院長は立てかけてあったパイプ椅子を開くと、まるで肉体を感じさせないような動きで腰掛けた。手にしていた旧約聖書だけが、膝の骨に当たって固い音を立てる。長居するつもりだと分かりうんざりしたが、口には出すのは辛うじて耐えた。

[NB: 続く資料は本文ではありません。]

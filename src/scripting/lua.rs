use std::rc::Rc;

use log::debug;
use mlua::{AnyUserData, Function, Lua, MultiValue, Table, Value};

use crate::error::ScriptError;
use crate::events::{EventKind, Handler};

use super::bindings::{self, NodeHandle};
use super::{CompiledHandlerSet, ScriptContext, ScriptEngine, ScriptEntry, ScriptTarget};

/// Compiles behavior scripts written in Lua 5.4.
///
/// Every script runs in its own environment whose lookups fall back to the
/// shared globals, with `self` bound to its target. A script either returns a
/// table of handler functions or defines them at top level.
pub struct LuaEngine {
    lua: Rc<Lua>,
    context: Option<ScriptContext>,
}

impl LuaEngine {
    pub fn new() -> Self {
        Self {
            lua: Rc::new(Lua::new()),
            context: None,
        }
    }
}

impl Default for LuaEngine {
    fn default() -> Self {
        Self::new()
    }
}

impl ScriptEngine for LuaEngine {
    fn reset(&mut self, ctx: &ScriptContext) -> Result<(), ScriptError> {
        // handlers from the previous load keep their own state alive
        let lua = Rc::new(Lua::new());
        bindings::register_globals(&lua, ctx)?;
        self.lua = lua;
        self.context = Some(ctx.clone());
        Ok(())
    }

    fn compile(
        &mut self,
        entry: &ScriptEntry,
        target: &ScriptTarget,
    ) -> Result<CompiledHandlerSet, ScriptError> {
        let context = self
            .context
            .as_ref()
            .ok_or_else(|| ScriptError::callback("Lua engine used before reset"))?;
        let lua = &*self.lua;

        let receiver = lua.create_userdata(NodeHandle::new(
            context.scene.clone(),
            target.node_id().clone(),
        ))?;
        let env = script_environment(lua, receiver.clone())?;
        let returned: Value = lua
            .load(entry.source.as_str())
            .set_name(entry.label())
            .set_environment(env.clone())
            .eval()?;

        let functions = match returned {
            Value::Table(table) => table_functions(table)?,
            Value::Nil => environment_functions(&env, target.is_root())?,
            other => return Err(ScriptError::InvalidHandlers(other.type_name().to_string())),
        };

        let receiver_key = Rc::new(lua.create_registry_value(receiver)?);
        let mut set = CompiledHandlerSet::new(target.clone());
        for (name, function) in functions {
            let function_key = lua.create_registry_value(function)?;
            let state = Rc::clone(&self.lua);
            let receiver_key = Rc::clone(&receiver_key);
            let handler = Handler::new(target.clone(), move |_, payload| {
                let function: Function = state.registry_value(&function_key)?;
                let receiver: AnyUserData = state.registry_value(&receiver_key)?;
                let mut args = vec![Value::UserData(receiver)];
                args.extend(bindings::payload_values(&state, payload)?);
                function.call::<_, ()>(MultiValue::from_vec(args))?;
                Ok(())
            });
            set.handlers.push((name, handler));
        }

        debug!(
            "compiled {} for {target}: [{}]",
            entry.label(),
            set.names().collect::<Vec<_>>().join(", ")
        );
        Ok(set)
    }
}

fn script_environment<'lua>(lua: &'lua Lua, receiver: AnyUserData<'lua>) -> mlua::Result<Table<'lua>> {
    let env = lua.create_table()?;
    let metatable = lua.create_table()?;
    metatable.set("__index", lua.globals())?;
    env.set_metatable(Some(metatable));
    env.set("self", receiver)?;
    Ok(env)
}

fn table_functions(table: Table) -> mlua::Result<Vec<(String, Function)>> {
    let mut found = Vec::new();
    for pair in table.pairs::<Value, Value>() {
        if let (Value::String(name), Value::Function(function)) = pair? {
            found.push((name.to_str()?.to_string(), function));
        }
    }
    found.sort_by(|(a, _), (b, _)| vocabulary_rank(a).cmp(&vocabulary_rank(b)).then_with(|| a.cmp(b)));
    Ok(found)
}

/// Functions a chunk defined at top level. Node scripts only expose the
/// fixed vocabulary; root scripts expose everything.
fn environment_functions<'lua>(
    env: &Table<'lua>,
    is_root: bool,
) -> mlua::Result<Vec<(String, Function<'lua>)>> {
    if is_root {
        return table_functions(env.clone());
    }
    let mut found = Vec::new();
    for kind in EventKind::ALL {
        if let Value::Function(function) = env.raw_get::<_, Value>(kind.as_str())? {
            found.push((kind.as_str().to_string(), function));
        }
    }
    Ok(found)
}

fn vocabulary_rank(name: &str) -> usize {
    EventKind::ALL
        .iter()
        .position(|kind| kind.as_str() == name)
        .unwrap_or(EventKind::ALL.len())
}

#[cfg(test)]
mod tests {
    use super::*;
    use crate::events::{EventPayload, FrameTime};
    use crate::player::RuntimeHandle;
    use crate::render::Viewport;
    use crate::scene::{Camera, CameraState, Node, NodeId, SceneGraph};
    use crate::scripting::ScriptKey;
    use glam::Vec3;
    use serde_json::json;
    use std::sync::Arc;

    fn context() -> ScriptContext {
        let scene = SceneGraph::from_nodes(vec![
            Node::new("root", "Scene").with_name("World"),
            Node::new("cube", "Mesh")
                .with_name("Cube")
                .with_parent(&NodeId::new("root")),
        ])
        .unwrap();
        ScriptContext {
            scene,
            camera: Camera::new(CameraState::perspective("cam", 50.0, 0.1, 100.0)),
            runtime: RuntimeHandle::detached(),
            viewport: Arc::new(Viewport::new(500, 500, 1.0)),
        }
    }

    fn engine(ctx: &ScriptContext) -> LuaEngine {
        let mut engine = LuaEngine::new();
        engine.reset(ctx).unwrap();
        engine
    }

    fn node_entry(source: &str) -> ScriptEntry {
        ScriptEntry::new(ScriptKey::Node(NodeId::new("cube")), source)
    }

    fn cube() -> ScriptTarget {
        ScriptTarget::Node(NodeId::new("cube"))
    }

    #[test]
    fn returned_table_handlers_receive_their_node() {
        let ctx = context();
        let mut engine = engine(&ctx);
        let set = engine
            .compile(
                &node_entry(
                    r#"
                    return {
                        update = function(self, event)
                            self.position = Vector3.new(event.delta, event.time, 0)
                        end,
                    }
                "#,
                ),
                &cube(),
            )
            .unwrap();

        assert_eq!(set.names().collect::<Vec<_>>(), ["update"]);
        let payload = EventPayload::Frame(FrameTime {
            time: 32.0,
            delta: 16.0,
        });
        set.handlers[0].1.call(&payload).unwrap();
        assert_eq!(
            ctx.scene.get("cube").unwrap().position,
            Vec3::new(16.0, 32.0, 0.0)
        );
    }

    #[test]
    fn node_scripts_expose_only_vocabulary_functions_in_order() {
        let ctx = context();
        let mut engine = engine(&ctx);
        let set = engine
            .compile(
                &node_entry(
                    r#"
                    function update(self, event) end
                    function helper() end
                    function keydown(self, event) end
                "#,
                ),
                &cube(),
            )
            .unwrap();
        assert_eq!(set.names().collect::<Vec<_>>(), ["keydown", "update"]);
    }

    #[test]
    fn returned_tables_keep_unknown_names_for_the_registry_to_reject() {
        let ctx = context();
        let mut engine = engine(&ctx);
        let set = engine
            .compile(
                &node_entry("return { jump = function() end, init = function() end }"),
                &cube(),
            )
            .unwrap();
        assert_eq!(set.names().collect::<Vec<_>>(), ["init", "jump"]);
    }

    #[test]
    fn root_scripts_expose_every_function_with_the_root_as_self() {
        let ctx = context();
        let mut engine = engine(&ctx);
        let root = ScriptTarget::Root(NodeId::new("root"));
        let entry = ScriptEntry::new(
            ScriptKey::Root,
            r#"
                function greet(self, who)
                    assert(self.name == "World")
                    assert(self == scene)
                    self.position = Vector3.new(#who, 0, 0)
                end
                function reset(self) self.position = Vector3.new() end
            "#,
        );
        let set = engine.compile(&entry, &root).unwrap();
        assert_eq!(set.names().collect::<Vec<_>>(), ["greet", "reset"]);

        set.handlers[0]
            .1
            .call(&EventPayload::Args(vec![json!("hi")]))
            .unwrap();
        assert_eq!(ctx.scene.root().position, Vec3::new(2.0, 0.0, 0.0));
    }

    #[test]
    fn scripts_do_not_leak_globals_into_each_other() {
        let ctx = context();
        let mut engine = engine(&ctx);
        engine
            .compile(&node_entry("counter = 41"), &cube())
            .unwrap();
        let set = engine
            .compile(
                &node_entry("function init(self) assert(counter == nil) end"),
                &cube(),
            )
            .unwrap();
        set.handlers[0].1.call(&EventPayload::Empty).unwrap();
    }

    #[test]
    fn syntax_errors_and_bad_returns_are_reported() {
        let ctx = context();
        let mut engine = engine(&ctx);
        assert!(matches!(
            engine.compile(&node_entry("function update("), &cube()),
            Err(ScriptError::Lua(_))
        ));
        assert!(matches!(
            engine.compile(&node_entry("return 42"), &cube()),
            Err(ScriptError::InvalidHandlers(_))
        ));
    }

    #[test]
    fn runtime_errors_surface_from_the_handler() {
        let ctx = context();
        let mut engine = engine(&ctx);
        let set = engine
            .compile(
                &node_entry("function start(self) error('broken') end"),
                &cube(),
            )
            .unwrap();
        let err = set.handlers[0].1.call(&EventPayload::Empty).unwrap_err();
        assert!(err.to_string().contains("broken"));
    }

    #[test]
    fn compile_before_reset_fails() {
        let mut engine = LuaEngine::new();
        assert!(engine.compile(&node_entry("return {}"), &cube()).is_err());
    }
}
//! Playback runtime for authored interactive 3D scenes.
//!
//! A [`Player`] loads a serialized scene description, compiles the behavior
//! scripts attached to its nodes into event handlers, and drives them against
//! a frame clock, input events and keyframe animation playback. Drawing,
//! windowing and input capture stay behind the [`RenderBackend`] and
//! [`PlayerHost`] traits so the runtime can run headless.

pub mod animation;
pub mod channels;
pub mod clock;
pub mod config;
pub mod description;
pub mod error;
pub mod events;
pub mod input;
pub mod player;
pub mod render;
pub mod scene;
pub mod scripting;

pub use animation::{AnimationController, LoopMode, PlayOptions};
pub use channels::{ListenerId, ListenerOptions};
pub use clock::{ManualTimeSource, SystemTimeSource, TimeSource};
pub use config::PlayerConfig;
pub use description::{SceneDescription, ScriptEntry, ScriptKey};
pub use error::{PlayerError, ScriptError};
pub use events::{EventKind, EventPayload, FrameTime};
pub use input::{InputEvent, InputState, KeyboardEvent, PointerEvent};
pub use player::{LoadReport, NullHost, Player, PlayerHost, PlayerState, RuntimeHandle};
pub use render::{HeadlessRenderer, RenderBackend, RenderSettings, RenderStats};
pub use scene::{Camera, JsonSceneLoader, Node, NodeId, SceneGraph, SceneLoader};
pub use scripting::{LuaEngine, NativeEngine, NativeHandlers, ScriptEngine, ScriptTarget};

浮かない顔つきの女を上目で窺い、彼は気遣わしげな声を出した。
「顔色が良くありませんね」
「何でもない」
組み合わせた両手の指に力を込め、女は言った。
「ただ、苦しくて」
静かに頷きながら、男は古びた書物の表紙を撫でている。看護師はバケツを洗浄しに行ったまま帰ってこない。彼女のことなど好きだとは到底言えなかったが、今この時ばかりはあの無愛想な赤毛が恋しかった。
「取材、気乗りしないのでしょう」
静かな声に、顔を上げる。沈痛な面持ちで、院長は女の動作をつぶさに観察していた。まるで全てがお見通しだと言わんばかりの態度で。
「無理をしなくて良いのですよ」
剥げた皮に刻まれた金色の文字の上で、指先は神経質に動く。
この男は何を言い出すのだと、女は思わず眉を吊り上げた。
「でも、ファーザー」
「何なら、慰問自体を取りやめてもいい」
「平気よ」
女が懸命に首を振っても、男の気持ちが晴れることはないようだった。
「これではまるで見世物だ」
しみじみとした嘆きは溜息に絡まり、宙に浮く。
「ここを何に使うつもりだと言うのだろう。神の家に、地上の利害関係など入り込んでいいはずがない」
「だから貴方が」
うんざりとして、頭を逸らす。
「入り込まないように一生懸命やってるんでしょう」
「限度があるからね」
男は気弱に微笑んだ。
「私の力が及ばないことも……勿論、できる限りのことはやっているが」
「それじゃ、何も問題ないじゃない」
「そりゃ、私は問題がないかもしれない。けれど、父は」
唇を噛み締めたせいで、浮かべていた笑みは見事に潰れてしまう。
「この御世をお作りになったほうではなくてね。ご存知だったかな。今日来るのは、私の父親なんだ」
そんなことは病院にいる誰もが知っていたが、女は黙って軽蔑の色を浮かべ続けた。